-- WHAT TO DO --
Count every line of the data that includes "Invalid". State only the number.
Start of THE RECORDS
#[async_trait]
impl ContentBackend for MemoryBackend {
    async fn select(&self, table: &str, query: &SelectQuery) -> BackendResult<Vec<Value>> {
        let mut state = self.state.write();
        *state.calls.selects.entry(table.to_string()).or_insert(0) += 1;

        if let Some(message) = state.failing_tables.get(table) {
            return Err(failure(message));
        }
        let Some(rows) = state.tables.get(table) else {
            return Err(not_found(format!(
                "relation \"public.{}\" does not exist",
                table
            )));
        };

        let mut selected: Vec<Value> = rows
            .iter()
            .filter(|row| {
                query
                    .filters
                    .iter()
                    .all(|(column, value)| cell_matches(row, column, value))
            })
            .cloned()
            .collect();

        if let Some(order) = &query.order {
            selected.sort_by(|a, b| {
                let ord = compare_column(a, b, &order.column);
                if order.ascending {
                    ord
                } else {
                    ord.reverse()
                }
            });
        }
        if let Some(limit) = query.limit {
            selected.truncate(limit);
        }

        Ok(selected
            .iter()
            .map(|row| project(row, &query.columns))
            .collect())
    }

    async fn rpc(&self, function: &str) -> BackendResult<Value> {
        let mut state = self.state.write();
        state.calls.rpcs += 1;

        if let Some(message) = state.failing_functions.get(function) {
            return Err(failure(message));
        }
        match state.functions.get(function) {
            Some(RpcHandler::SiteContent) => Ok(Self::site_content(&state)),
            Some(RpcHandler::Fixed(value)) => Ok(value.clone()),
            None => Err(not_found(format!(
                "Could not find the function public.{} without parameters",
                function
            ))),
        }
    }

    async fn insert(&self, table: &str, row: &Value) -> BackendResult<()> {
        let mut state = self.state.write();
        state.calls.writes += 1;

        if let Some(message) = state.failing_tables.get(table) {
            return Err(failure(message));
        }
        let Value::Object(fields) = row else {
            return Err(BackendError::Status {
                status: 400,
                message: "row must be a JSON object".to_string(),
            });
        };

        let mut fields = fields.clone();
        let rows = state.tables.entry(table.to_string()).or_default();
        match fields.get("id") {
            Some(Value::Null) | None => {
                fields.insert("id".to_string(), Value::String(Uuid::new_v4().to_string()));
            }
            Some(id) => {
                if rows.iter().any(|r| r.get("id") == Some(id)) {
                    return Err(BackendError::Status {
                        status: 409,
                        message: format!(
                            "duplicate key value violates unique constraint \"{}_pkey\"",
                            table
                        ),
                    });
                }
            }
        }
        fields
            .entry("created_at".to_string())
            .or_insert_with(|| Value::String(Utc::now().to_rfc3339()));
        rows.push(Value::Object(fields));
        Ok(())
    }

    async fn update(
        &self,
        table: &str,
        column: &str,
        value: &str,
        patch: &Value,
    ) -> BackendResult<()> {
        let mut state = self.state.write();
        state.calls.writes += 1;

        if let Some(message) = state.failing_tables.get(table) {
            return Err(failure(message));
        }
        let Some(patch) = patch.as_object() else {
            return Err(BackendError::Status {
                status: 400,
                message: "patch must be a JSON object".to_string(),
            });
        };
        let Some(rows) = state.tables.get_mut(table) else {
            return Err(not_found(format!(
                "relation \"public.{}\" does not exist",
                table
            )));
        };
        for row in rows.iter_mut().filter(|r| cell_matches(r, column, value)) {
            if let Some(fields) = row.as_object_mut() {
                for (k, v) in patch {
                    fields.insert(k.clone(), v.clone());
                }
            }
        }
        Ok(())
    }

    async fn delete(&self, table: &str, column: &str, value: &str) -> BackendResult<()> {
        let mut state = self.state.write();
        state.calls.writes += 1;

        if let Some(message) = state.failing_tables.get(table) {
            return Err(failure(message));
        }
        if let Some(rows) = state.tables.get_mut(table) {
            rows.retain(|r| !cell_matches(r, column, value));
        }
        Ok(())
    }
}

#[async_trait]
impl ObjectStorage for MemoryBackend {
    async fn upload(&self, bucket: &str, path: &str, file: &FileUpload) -> BackendResult<()> {
        let mut state = self.state.write();
        state.calls.uploads += 1;

        if let Some(message) = state.failing_buckets.get(bucket) {
            return Err(failure(message));
        }
        if state
            .buckets
            .get(bucket)
            .is_some_and(|objects| objects.iter().any(|o| o.path == path))
        {
            return Err(BackendError::Status {
                status: 409,
                message: "The resource already exists".to_string(),
            });
        }
        state.seq += 1;
        let seq = state.seq;
        state
            .buckets
            .entry(bucket.to_string())
            .or_default()
            .push(StoredObject {
                id: Uuid::new_v4().to_string(),
                path: path.to_string(),
                size: file.bytes.len() as u64,
                created_at: Utc::now(),
                seq,
            });
        Ok(())
    }

    async fn remove(&self, bucket: &str, paths: &[String]) -> BackendResult<()> {
        let mut state = self.state.write();
        state.calls.removes += 1;

        if let Some(message) = state.failing_buckets.get(bucket) {
            return Err(failure(message));
        }
        if let Some(objects) = state.buckets.get_mut(bucket) {
            objects.retain(|o| !paths.contains(&o.path));
        }
        Ok(())
    }

    async fn list(&self, bucket: &str, options: &ListOptions) -> BackendResult<Vec<ObjectInfo>> {
        let state = self.state.read();

        if let Some(message) = state.failing_buckets.get(bucket) {
            return Err(failure(message));
        }
        let mut objects: Vec<&StoredObject> = state
            .buckets
            .get(bucket)
            .map(|objects| {
                objects
                    .iter()
                    .filter(|o| o.path.starts_with(&options.prefix))
                    .collect()
            })
            .unwrap_or_default();

        objects.sort_by_key(|o| (o.created_at, o.seq));
        if options.newest_first {
            objects.reverse();
        }

        Ok(objects
            .into_iter()
            .skip(options.offset)
            .take(options.limit)
            .map(|o| ObjectInfo {
                id: Some(o.id.clone()),
                name: o.path.clone(),
                size: Some(o.size),
                created_at: Some(o.created_at.to_rfc3339()),
            })
            .collect())
    }

    fn public_url(&self, bucket: &str, path: &str) -> String {
        format!(
            "{}{}{}/{}",
            MEMORY_PUBLIC_BASE,
            PUBLIC_OBJECT_PATH,
            bucket,
            path.trim_start_matches('/')
        )
    }
}

#[async_trait]
impl AuthService for MemoryBackend {
    async fn sign_in_with_password(&self, email: &str, password: &str) -> BackendResult<Session> {
        let mut state = self.state.write();
        state.calls.sign_ins += 1;

        let user = state
            .users
            .get(&email.to_ascii_lowercase())
            .filter(|u| u.password == password)
            .cloned()
            .ok_or_else(|| BackendError::Status {
                status: 400,
                message: "Invalid login credentials".to_string(),
            })?;

        let session = Session {
            access_token: Uuid::new_v4().to_string(),
            refresh_token: Some(Uuid::new_v4().to_string()),
            expires_in: Some(3600),
            user: AuthUser {
                id: user.id,
                email: Some(user.email),
            },
        };
        state.session = Some(session.clone());
        Ok(session)
    }

    async fn refresh_session(&self, refresh_token: &str) -> BackendResult<Session> {
        let mut state = self.state.write();
        let current = state
            .session
            .clone()
            .filter(|s| s.refresh_token.as_deref() == Some(refresh_token))
            .ok_or_else(|| BackendError::Status {
                status: 400,
                message: "Invalid Refresh Token".to_string(),
            })?;

        let session = Session {
            access_token: Uuid::new_v4().to_string(),
            refresh_token: Some(Uuid::new_v4().to_string()),
            ..current
        };
        state.session = Some(session.clone());
        Ok(session)
    }

    async fn sign_out(&self) -> BackendResult<()> {
        let mut state = self.state.write();
        state.calls.sign_outs += 1;
        state.session = None;
        Ok(())
    }

    fn current_session(&self) -> Option<Session> {
        self.state.read().session.clone()
    }
}

#[cfg(test)]
mod tests {
    use super::*;
    use serde_json::json;

    #[tokio::test]
    async fn test_select_orders_filters_and_projects() {
        let backend = MemoryBackend::new().with_table(
            "statistics",
            vec![
                json!({"id": "a", "label": "Events", "value": "20+", "order": 2}),
                json!({"id": "b", "label": "Days", "value": "2", "order": 1}),
                json!({"id": "c", "label": "Prizes", "value": "1L", "order": null}),
            ],
        );

        let rows = backend
            .select("statistics", &SelectQuery::all().order_asc("order"))
            .await
            .unwrap();
        let ids: Vec<&str> = rows.iter().map(|r| r["id"].as_str().unwrap()).collect();
        assert_eq!(ids, vec!["b", "a", "c"]);

        let rows = backend
            .select("statistics", &SelectQuery::columns("label").eq("id", "a"))
            .await
            .unwrap();
        assert_eq!(rows, vec![json!({"label": "Events"})]);
        assert_eq!(backend.select_count("statistics"), 2);
    }

    #[tokio::test]
    async fn test_select_missing_table_is_an_error() {
        let backend = MemoryBackend::new();
        let err = backend
            .select("events", &SelectQuery::all())
            .await
            .unwrap_err();
        assert_eq!(err.status(), Some(404));
    }

    #[tokio::test]
    async fn test_insert_assigns_id_and_rejects_duplicates() {
        let backend = MemoryBackend::new();
        backend
            .insert("gallery_images", &json!({"image_url": "x.png"}))
            .await
            .unwrap();
        let rows = backend.rows("gallery_images");
        assert!(rows[0]["id"].as_str().is_some());
        assert!(rows[0]["created_at"].as_str().is_some());

        backend
            .insert("events", &json!({"id": "heist", "title": "Heist"}))
            .await
            .unwrap();
        let err = backend
            .insert("events", &json!({"id": "heist", "title": "Heist"}))
            .await
            .unwrap_err();
        assert_eq!(err.status(), Some(409));
    }

    #[tokio::test]
    async fn test_update_and_delete_by_column() {
        let backend = MemoryBackend::new().with_table(
            "team_members",
            vec![json!({"id": 1, "name": "A"}), json!({"id": 2, "name": "B"})],
        );
        backend
            .update("team_members", "id", "1", &json!({"name": "Alpha"}))
            .await
            .unwrap();
        backend.delete("team_members", "id", "2").await.unwrap();

        assert_eq!(
            backend.rows("team_members"),
            vec![json!({"id": 1, "name": "Alpha"})]
        );
    }

    #[tokio::test]
    async fn test_site_content_rpc_reflects_tables() {
        let backend = MemoryBackend::new()
            .with_table("hero_content", vec![json!({"id": "h"})])
            .with_table(
                "events",
                vec![json!({"id": "b", "day": 2}), json!({"id": "a", "day": 1})],
            );

        assert_eq!(backend.rpc(SITE_CONTENT_RPC).await.unwrap_err().status(), Some(404));

        backend.enable_site_content_rpc();
        let payload = backend.rpc(SITE_CONTENT_RPC).await.unwrap();
        assert_eq!(payload["hero_content"]["id"], "h");
        assert_eq!(payload["about_content"], Value::Null);
        assert_eq!(payload["events"][0]["id"], "a");
        assert_eq!(payload["statistics"], json!([]));
    }

    #[tokio::test]
    async fn test_storage_listing_newest_first() {
        let backend = MemoryBackend::new();
        for name in ["one.pdf", "two.pdf", "three.pdf"] {
            backend
                .upload("admin-documents", name, &FileUpload::new(name, vec![0u8; 4]))
                .await
                .unwrap();
        }

        let listed = backend
            .list("admin-documents", &ListOptions::newest_first(2))
            .await
            .unwrap();
        let names: Vec<&str> = listed.iter().map(|o| o.name.as_str()).collect();
        assert_eq!(names, vec!["three.pdf", "two.pdf"]);
        assert_eq!(listed[0].size, Some(4));

        backend
            .remove("admin-documents", &["two.pdf".to_string()])
            .await
            .unwrap();
        assert_eq!(
            backend.object_paths("admin-documents"),
            vec!["one.pdf".to_string(), "three.pdf".to_string()]
        );
        assert_eq!(
            backend.public_url("admin-documents", "one.pdf"),
            "http://memory.local/storage/v1/object/public/admin-documents/one.pdf"
        );
    }

    #[tokio::test]
    async fn test_password_sessions() {
        let backend = MemoryBackend::new();
        backend.add_user("admin@fest.edu", "secret");

        assert!(backend
            .sign_in_with_password("admin@fest.edu", "wrong")
            .await
            .is_err());
        assert!(backend.current_session().is_none());

        let session = backend
            .sign_in_with_password("Admin@Fest.edu", "secret")
            .await
            .unwrap();
        assert_eq!(session.user.email.as_deref(), Some("admin@fest.edu"));

        let refreshed = backend
            .refresh_session(session.refresh_token.as_deref().unwrap())
            .await
            .unwrap();
        assert_ne!(refreshed.access_token, session.access_token);
        assert_eq!(refreshed.user, session.user);

        backend.sign_out().await.unwrap();
        assert!(backend.current_session().is_none());
    }

    #[test]
    fn test_fixture_accepts_single_row_objects() {
        let fixture: Fixture = serde_json::from_value(json!({
            "tables": {
                "hero_content": {"id": "h", "title": "T"},
                "events": [{"id": "e"}]
            },
            "users": [{"email": "a@b.c", "password": "p"}],
            "site_content_rpc": true
        }))
        .unwrap();

        let backend = MemoryBackend::from_fixture(fixture);
        assert_eq!(backend.rows("hero_content").len(), 1);
        assert_eq!(backend.rows("events").len(), 1);
    }
}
End of THE RECORDS
-- SOLVED EXERCISE --
2